Dance Dance Revolution 2ndMix (ダンスダンスレボリューションセカンドミックス, Dansu Dansu Reboryūshon SekandoMikkusu), sometimes abbreviated as 2ndMix (セカンドミックス, SekandoMikkusu), is the second game in the Dance Dance Revolution series of music video games. It was released as an arcade game by Konami on January 29, 1999. The initial release has a total of 33 songs: 22 brand new songs, and 11 from its predecessor, Dance Dance Revolution (1998 video game).

==Gameplay==

The core gameplay and scoring system of 2ndMix is the same as the previous version of Dance Dance Revolution.
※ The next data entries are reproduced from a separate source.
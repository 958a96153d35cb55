use duel_engine::MoveError;
use thiserror::Error;

use crate::types::{GameId, Phase, RuleSet};

pub type Result<T> = std::result::Result<T, ArenaError>;

/// Every rejection the arena can report.
///
/// All variants except `SettlementTransferFailed` are raised before any
/// state is touched.
#[derive(Error, Debug, Clone, PartialEq, Eq)]
pub enum ArenaError {
    #[error("stake must be non-zero and match the game's stake")]
    InvalidStake,

    #[error("game {0} not found")]
    GameNotFound(GameId),

    #[error("operation not permitted in phase {0:?}")]
    WrongPhase(Phase),

    #[error("caller is not a player in this game")]
    NotAParticipant,

    #[error("cannot join your own game")]
    CannotJoinOwnGame,

    #[error("expected {expected} commitments, got {actual}")]
    WrongCommitmentCount { expected: usize, actual: usize },

    #[error("already committed this round")]
    AlreadyCommitted,

    #[error("already revealed this round")]
    AlreadyRevealed,

    #[error("reveal {index} does not match its commitment")]
    CommitmentMismatch { index: usize },

    #[error("invalid move: {0}")]
    InvalidMove(#[from] MoveError),

    #[error("game is played under {expected:?} rules")]
    WrongRuleSet { expected: RuleSet },

    #[error("timeout not reached: deadline {deadline}, now {now}")]
    TimeoutNotReached { deadline: u64, now: u64 },

    #[error("settlement transfer failed for game {game}: {reason}")]
    SettlementTransferFailed { game: GameId, reason: String },

    #[error("arena is paused")]
    Paused,

    #[error("reentrant call rejected")]
    ReentrantCall,

    #[error("caller is not the operator")]
    Unauthorized,

    #[error("invalid account id: {0}")]
    InvalidAccount(String),

    #[error("invalid configuration: {0}")]
    InvalidConfig(String),
}

impl ArenaError {
    pub fn config(msg: impl Into<String>) -> Self {
        Self::InvalidConfig(msg.into())
    }
}
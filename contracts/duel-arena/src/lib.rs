//! Escrowed two-player duels on top of [`duel_engine`].
//!
//! [`Arena`] owns the game store and drives each game through
//! `Created -> CommitPhase -> RevealPhase -> Settling -> Finished`, handing
//! fund movements to a [`Ledger`]. [`SharedArena`] wraps it with the pause
//! switch, operator checks and reentrancy rejection.

pub mod arena;
pub mod clock;
pub mod config;
pub mod error;
pub mod game;
pub mod guard;
pub mod settlement;
pub mod store;
pub mod types;

#[cfg(test)]
mod test_helpers;

pub use arena::Arena;
pub use clock::{Clock, ManualClock, SystemClock};
pub use config::ArenaConfig;
pub use error::{ArenaError, Result};
pub use game::GameView;
pub use guard::{Request, Response, SharedArena};
pub use settlement::{Ledger, LedgerError, Payout, PayoutKind};
pub use types::{AccountId, Amount, GameId, Phase, Reveal, RuleSet};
The arrows in 2ndMix do not have different color-cycles based on their time signature. The "Vivid" arrow colors familiar to players of later mixes were not introduced until the club versions. All foot panel mods have been turned off and the difficulty and style of a song cannot be changed.

==Variants==
===Best of Cool Dancers===
Dance Dance Revolution: Best of Cool Dancers (ダンスダンスレボリューション ベストオブクールダンサーズ, Dansu Dansu Reboryūshon: Besuto obu Kūru Dansāzu) is a music video game by Konami. It was revealed on February 11, 1999, at select locations in Japan and was used solely for ranking Dance Dance Revolution players prior to a company-held tournament. The game featured only four songs, all four of which are from previous releases and runs off of a Dance Dance Revolution 2ndMix machine. The four songs of Dance Dance Revolution Best of Cool Dancers each have a set level of difficulty and style of play. Each song is used for a specific round in the tournament qualifications.
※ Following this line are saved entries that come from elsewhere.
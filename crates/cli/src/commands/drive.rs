//! Drive management commands
//!
//! A drive is a named storage account: its kind, endpoint, account name and
//! shared key. Definitions live in the config file.

use clap::Subcommand;
use serde::Serialize;

use crate::exit_code::ExitCode;
use crate::output::{Formatter, OutputConfig};
use cd_core::{Drive, DriveManager, StorageKind};

/// Drive subcommands
#[derive(Subcommand, Debug)]
pub enum DriveCommands {
    /// Add or update a drive
    Set(SetArgs),

    /// List all configured drives
    #[command(alias = "ls")]
    List(ListArgs),

    /// Remove a drive
    #[command(alias = "rm")]
    Remove(RemoveArgs),
}

/// Arguments for the `drive set` command
#[derive(clap::Args, Debug)]
pub struct SetArgs {
    /// Drive name used as the first path segment (e.g. "prod", "local")
    pub name: String,

    /// Connection string: `<endpoint>?account=<account>&key=<key>`
    #[arg(conflicts_with_all = ["endpoint", "account"])]
    pub connection: Option<String>,

    /// Storage kind behind the drive
    #[arg(long, default_value = "azureblob")]
    pub kind: StorageKind,

    /// Service endpoint (e.g. `https://myacct.blob.core.windows.net`)
    #[arg(long, requires_all = ["account", "key"])]
    pub endpoint: Option<String>,

    /// Storage account name
    #[arg(long)]
    pub account: Option<String>,

    /// Base64 shared key
    #[arg(long, env = "CDRIVE_ACCOUNT_KEY", hide_env_values = true)]
    pub key: Option<String>,
}

/// Arguments for the `drive list` command
#[derive(clap::Args, Debug)]
pub struct ListArgs {
    /// Show account names and storage kinds
    #[arg(short, long)]
    pub long: bool,
}

/// Arguments for the `drive remove` command
#[derive(clap::Args, Debug)]
pub struct RemoveArgs {
    /// Name of the drive to remove
    pub name: String,
}

#[derive(Serialize)]
struct DriveListOutput {
    drives: Vec<DriveInfo>,
}

/// Drive information for JSON output (the key is never printed)
#[derive(Serialize)]
struct DriveInfo {
    name: String,
    kind: StorageKind,
    endpoint: String,
    account: String,
}

impl From<&Drive> for DriveInfo {
    fn from(drive: &Drive) -> Self {
        Self {
            name: drive.name.clone(),
            kind: drive.kind,
            endpoint: drive.endpoint.clone(),
            account: drive.account.clone(),
        }
    }
}

#[derive(Serialize)]
struct DriveOperationOutput {
    success: bool,
    drive: String,
    message: String,
}

/// Execute a drive subcommand
pub async fn execute(cmd: DriveCommands, output_config: OutputConfig) -> ExitCode {
    let formatter = Formatter::new(output_config);
    let manager = match DriveManager::new() {
        Ok(m) => m,
        Err(e) => {
            formatter.error(&format!("Failed to load drives: {e}"));
            return ExitCode::GeneralError;
        }
    };

    match cmd {
        DriveCommands::Set(args) => execute_set(args, &manager, &formatter),
        DriveCommands::List(args) => execute_list(args, &manager, &formatter),
        DriveCommands::Remove(args) => execute_remove(args, &manager, &formatter),
    }
}

fn build_drive(args: &SetArgs) -> cd_core::Result<Drive> {
    if let Some(connection) = &args.connection {
        return Drive::from_connection(&args.name, args.kind, connection);
    }

    match (&args.endpoint, &args.account, &args.key) {
        (Some(endpoint), Some(account), Some(key)) => {
            let drive = Drive::new(&args.name, args.kind, endpoint.trim_end_matches('/'), account, key);
            drive.validate()?;
            Ok(drive)
        }
        _ => Err(cd_core::Error::MissingValue(
            "Give a connection string or --endpoint, --account and --key".into(),
        )),
    }
}

fn execute_set(args: SetArgs, manager: &DriveManager, formatter: &Formatter) -> ExitCode {
    let drive = match build_drive(&args) {
        Ok(d) => d,
        Err(e) => {
            formatter.error(&e.to_string());
            return ExitCode::UsageError;
        }
    };

    if !drive.kind.is_supported() {
        formatter.warning(&format!(
            "Storage kind '{}' is not supported yet; commands on this drive will fail",
            drive.kind
        ));
    }

    match manager.set(drive) {
        Ok(()) => {
            if formatter.is_json() {
                formatter.json(&DriveOperationOutput {
                    success: true,
                    drive: args.name.clone(),
                    message: format!("Drive '{}' configured successfully", args.name),
                });
            } else {
                let styled_name = formatter.style_name(&args.name);
                formatter.success(&format!("Drive '{styled_name}' configured successfully."));
            }
            ExitCode::Success
        }
        Err(e) => {
            formatter.error(&e.to_string());
            ExitCode::GeneralError
        }
    }
}

fn execute_list(args: ListArgs, manager: &DriveManager, formatter: &Formatter) -> ExitCode {
    let drives = match manager.list() {
        Ok(d) => d,
        Err(e) => {
            formatter.error(&e.to_string());
            return ExitCode::GeneralError;
        }
    };

    if formatter.is_json() {
        formatter.json(&DriveListOutput {
            drives: drives.iter().map(DriveInfo::from).collect(),
        });
    } else if drives.is_empty() {
        formatter.println("No drives configured.");
    } else if args.long {
        for drive in &drives {
            let styled_name = formatter.style_name(&format!("{:<12}", drive.name));
            let styled_url = formatter.style_url(&drive.endpoint);
            let styled_account = formatter.style_date(&drive.account);
            let styled_kind = formatter.style_date(drive.kind.as_str());
            formatter.println(&format!(
                "{styled_name} {styled_url} (account: {styled_account}, kind: {styled_kind})"
            ));
        }
    } else {
        for drive in &drives {
            let styled_name = formatter.style_name(&format!("{:<12}", drive.name));
            let styled_url = formatter.style_url(&drive.endpoint);
            formatter.println(&format!("{styled_name} {styled_url}"));
        }
    }
    ExitCode::Success
}

fn execute_remove(args: RemoveArgs, manager: &DriveManager, formatter: &Formatter) -> ExitCode {
    match manager.remove(&args.name) {
        Ok(()) => {
            if formatter.is_json() {
                formatter.json(&DriveOperationOutput {
                    success: true,
                    drive: args.name.clone(),
                    message: format!("Drive '{}' removed successfully", args.name),
                });
            } else {
                let styled_name = formatter.style_name(&args.name);
                formatter.success(&format!("Drive '{styled_name}' removed successfully."));
            }
            ExitCode::Success
        }
        Err(cd_core::Error::DriveNotFound(_)) => {
            formatter.error(&format!("Drive '{}' not found", args.name));
            ExitCode::NotFound
        }
        Err(e) => {
            formatter.error(&e.to_string());
            ExitCode::GeneralError
        }
    }
}

#[cfg(test)]
mod tests {
    use super::*;

    fn set_args(connection: Option<&str>) -> SetArgs {
        SetArgs {
            name: "prod".to_string(),
            connection: connection.map(str::to_string),
            kind: StorageKind::Blob,
            endpoint: None,
            account: None,
            key: None,
        }
    }

    #[test]
    fn test_build_drive_from_connection() {
        let args = set_args(Some("https://acct.blob.core.windows.net/?account=acct&key=a2V5+/=="));
        let drive = build_drive(&args).unwrap();
        assert_eq!(drive.endpoint, "https://acct.blob.core.windows.net");
        assert_eq!(drive.account, "acct");
        assert_eq!(drive.key, "a2V5+/==");
    }

    #[test]
    fn test_build_drive_from_flags() {
        let mut args = set_args(None);
        args.endpoint = Some("http://127.0.0.1:10000/devstoreaccount1/".to_string());
        args.account = Some("devstoreaccount1".to_string());
        args.key = Some("a2V5".to_string());
        let drive = build_drive(&args).unwrap();
        assert_eq!(drive.endpoint, "http://127.0.0.1:10000/devstoreaccount1");
    }

    #[test]
    fn test_build_drive_needs_credentials() {
        assert!(matches!(
            build_drive(&set_args(None)),
            Err(cd_core::Error::MissingValue(_))
        ));
    }

    #[test]
    fn test_drive_info_hides_key() {
        let drive = Drive::new("prod", StorageKind::Blob, "https://a.example", "acct", "secret");
        let json = serde_json::to_value(DriveInfo::from(&drive)).unwrap();
        assert_eq!(json["kind"], "azureblob");
        assert!(json.get("key").is_none());
    }
}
| No. | Song | Artist | Notes | From |
|---|---|---|---|---|
| 1 | "Let's Get Down" | JT Playaz | Preliminary stage, song only playable on Single/Basic. | from Dancemania 9 |
| 2 | "Butterfly" | Smile.dk | Quarter-final stage, song only playable on Double/Another. | from Dancemania 10 |
| 3 | "Little Bitch" | The Specials | Semi-final stage, song only playable on Single/Basic. | from Dancemania SUMMERS |
| 4 | "Paranoia" | 180 | Tournament Final stage, song only playable on Single/Another. | from Dance Dance Revolution (Konami Original) |

===Link Version===

Dance Dance Revolution 2ndMix Dreamcast Edition for the Japanese Dreamcast

Dance Dance Revolution 2ndMix Link Version (ダンスダンスレボリューションセカンドミックスリンクバージョン, Dansu Dansu Reboryūshon SecandoMikkusu Rinku Bājon), released on April 28, 1999, introduced the ability for players to save high scores and play custom step edits using their PlayStation memory cards. A player would first need to format the memory card with "Link Data" using the home version of 2ndMix, and then insert the card into one of two slots on the front of the arcade cabinet. Link Version includes 5 new songs, in addition to the full 2ndMix song list. After the release of Link Version, Link Data features had been implemented in every future DDR version for the System 573. Dance Dance Revolution SuperNOVA originally planned to include PlayStation 2 memory card support, but the functionality was removed and replaced with e-Amusement instead, albeit only for Asia.

===2ndRemix===
Dance Dance Revolution 2ndReMix (ダンスダンスレボリューションセカンドリミックス, Dansu Dansu Reboryūshon
SekandoRiMikkusu), the home version of 2ndMix, was released in Japan on August 26, 1999, for the Sony PlayStation. It includes 34 songs, seven of which are new to this version and are hidden and unlockable. Two of the hidden songs were previews of the next arcade version, Dance Dance Revolution 3rdMix and can only be played on Basic difficulty.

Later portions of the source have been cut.